Data excerpts
◆ ◆ ◆
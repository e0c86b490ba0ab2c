//! Notification fanout contract.
//!
//! The engine emits notifications for budget threshold crossings. Delivery
//! is external; failures are logged by [`dispatch`] and never reach the
//! caller.

use serde::{Deserialize, Serialize};
use serde_json::Value as JsonValue;
use std::fmt;
use thiserror::Error;
use uuid::Uuid;

/// Spend in a category reached the at-risk threshold.
pub const EVENT_BUDGET_THRESHOLD_EXCEEDED: &str = "budget_threshold_exceeded";
/// Spend in a category exceeded its budget.
pub const EVENT_EXPENSE_EXCEEDS_BUDGET: &str = "expense_exceeds_budget";

/// Who receives a notification.
#[derive(Debug, Clone, PartialEq, Eq, Serialize, Deserialize)]
#[serde(tag = "kind", content = "value", rename_all = "lowercase")]
pub enum Recipient {
    /// Everyone holding a role.
    Role(String),
    /// One user.
    User(Uuid),
}

impl fmt::Display for Recipient {
    fn fmt(&self, f: &mut fmt::Formatter<'_>) -> fmt::Result {
        match self {
            Self::Role(role) => write!(f, "role:{role}"),
            Self::User(id) => write!(f, "user:{id}"),
        }
    }
}

/// Notification priority.
#[derive(Debug, Clone, Copy, PartialEq, Eq, PartialOrd, Ord, Serialize, Deserialize)]
#[serde(rename_all = "lowercase")]
pub enum Priority {
    /// Informational.
    Low,
    /// Default.
    Normal,
    /// Needs attention.
    High,
    /// Needs immediate attention.
    Urgent,
}

impl Priority {
    /// Returns the string representation of the priority.
    #[must_use]
    pub fn as_str(&self) -> &'static str {
        match self {
            Self::Low => "low",
            Self::Normal => "normal",
            Self::High => "high",
            Self::Urgent => "urgent",
        }
    }
}

/// The entity a notification is about.
#[derive(Debug, Clone, PartialEq, Eq, Serialize, Deserialize)]
pub struct RelatedEntity {
    /// Entity type, e.g. `expense`.
    pub kind: String,
    /// Entity id.
    pub id: Uuid,
}

/// A notification to fan out.
#[derive(Debug, Clone, PartialEq, Serialize, Deserialize)]
pub struct Notification {
    /// Recipient.
    pub recipient: Recipient,
    /// Event type.
    pub event_type: String,
    /// Short title.
    pub title: String,
    /// Body text.
    pub message: String,
    /// Subject of the notification.
    pub related_entity: Option<RelatedEntity>,
    /// Structured details.
    pub metadata: JsonValue,
    /// Priority.
    pub priority: Priority,
}

/// Notification delivery failure.
#[derive(Debug, Error)]
pub enum NotificationError {
    /// The fanout channel rejected the notification.
    #[error("Notification delivery failed: {0}")]
    Delivery(String),
}

impl NotificationError {
    /// Returns the HTTP status code for this error.
    #[must_use]
    pub fn status_code(&self) -> u16 {
        500
    }

    /// Returns the error code for API responses.
    #[must_use]
    pub fn error_code(&self) -> &'static str {
        "NOTIFICATION_DELIVERY_FAILED"
    }
}

/// Fanout channel for notifications.
///
/// This trait is implemented by the db crate as a persisted inbox.
pub trait Notifier: Send + Sync {
    /// Deliver one notification.
    fn notify(
        &self,
        notification: Notification,
    ) -> impl std::future::Future<Output = Result<(), NotificationError>> + Send;
}

/// Deliver notifications one by one, logging and swallowing failures.
///
/// Returns the number delivered.
pub async fn dispatch<N: Notifier>(notifier: &N, notifications: Vec<Notification>) -> usize {
    let mut delivered = 0;
    for notification in notifications {
        let recipient = notification.recipient.to_string();
        let event_type = notification.event_type.clone();
        match notifier.notify(notification).await {
            Ok(()) => delivered += 1,
            Err(e) => tracing::warn!(
                recipient = %recipient,
                event_type = %event_type,
                error = %e,
                "Notification delivery failed"
            ),
        }
    }
    delivered
}
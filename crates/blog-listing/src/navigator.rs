//! Navigation capability and listing routes.

/// Base path of the listing pages.
pub const POSTS_PATH: &str = "/posts";

/// Something that can move the reader to another page.
///
/// Implemented by the hosting surface (router, CLI, test recorder) so the
/// listing logic never depends on a concrete router.
pub trait Navigator {
    /// Request navigation to `path`.
    fn go_to(&self, path: &str);
}

/// Route for the category at `index`.
///
/// Index 0 is "all posts" and maps to `/posts`; every other category maps to
/// `/posts/{label}`.
///
/// # Panics
///
/// Panics if `index` is out of range.
#[must_use]
pub fn category_path(categories: &[String], index: usize) -> String {
    assert!(
        index < categories.len(),
        "category index {index} out of range for {} categories",
        categories.len()
    );
    if index == 0 {
        POSTS_PATH.to_owned()
    } else {
        format!("{POSTS_PATH}/{}", categories[index])
    }
}
//! `blog seo` command implementation.

use std::path::Path;

use blog_config::{CliSettings, Config};
use blog_page::{SeoProps, meta_tags};
use clap::Args;

use crate::error::CliError;
use crate::output::Output;

/// Arguments for the seo command.
#[derive(Args)]
pub(crate) struct SeoArgs {
    /// Page title (default: site title).
    #[arg(short, long, default_value = "")]
    title: String,

    /// Page description (default: site description).
    #[arg(short, long)]
    description: Option<String>,

    /// Canonical site URL (overrides config).
    #[arg(long, env = "BLOG_SITE_URL")]
    site_url: Option<String>,
}

impl SeoArgs {
    /// Execute the seo command.
    ///
    /// # Errors
    ///
    /// Returns an error if configuration fails to load.
    pub(crate) fn execute(self, config_path: Option<&Path>) -> Result<(), CliError> {
        let output = Output::new();
        let settings = CliSettings {
            site_url: self.site_url,
        };
        let config = Config::load(config_path, Some(&settings))?;

        let props = SeoProps {
            title: self.title,
            description: self.description,
        };
        for tag in meta_tags(&config, &props) {
            output.result(&tag.to_html());
        }

        Ok(())
    }
}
◆ ◆ ◆
### Your objective
If a line comes after the one that contains "fn fmt(&self, f: &mut", leave it out; return every line of the entries up to that point exactly, starting with the first, with that line included.

### Result
repository e0c86b490ba0ab2c
//! Notification fanout contract.
//!
//! The engine emits notifications for budget threshold crossings. Delivery
//! is external; failures are logged by [`dispatch`] and never reach the
//! caller.

use serde::{Deserialize, Serialize};
use serde_json::Value as JsonValue;
use std::fmt;
use thiserror::Error;
use uuid::Uuid;

/// Spend in a category reached the at-risk threshold.
pub const EVENT_BUDGET_THRESHOLD_EXCEEDED: &str = "budget_threshold_exceeded";
/// Spend in a category exceeded its budget.
pub const EVENT_EXPENSE_EXCEEDS_BUDGET: &str = "expense_exceeds_budget";

/// Who receives a notification.
#[derive(Debug, Clone, PartialEq, Eq, Serialize, Deserialize)]
#[serde(tag = "kind", content = "value", rename_all = "lowercase")]
pub enum Recipient {
    /// Everyone holding a role.
    Role(String),
    /// One user.
    User(Uuid),
}

impl fmt::Display for Recipient {
    fn fmt(&self, f: &mut fmt::Formatter<'_>) -> fmt::Result {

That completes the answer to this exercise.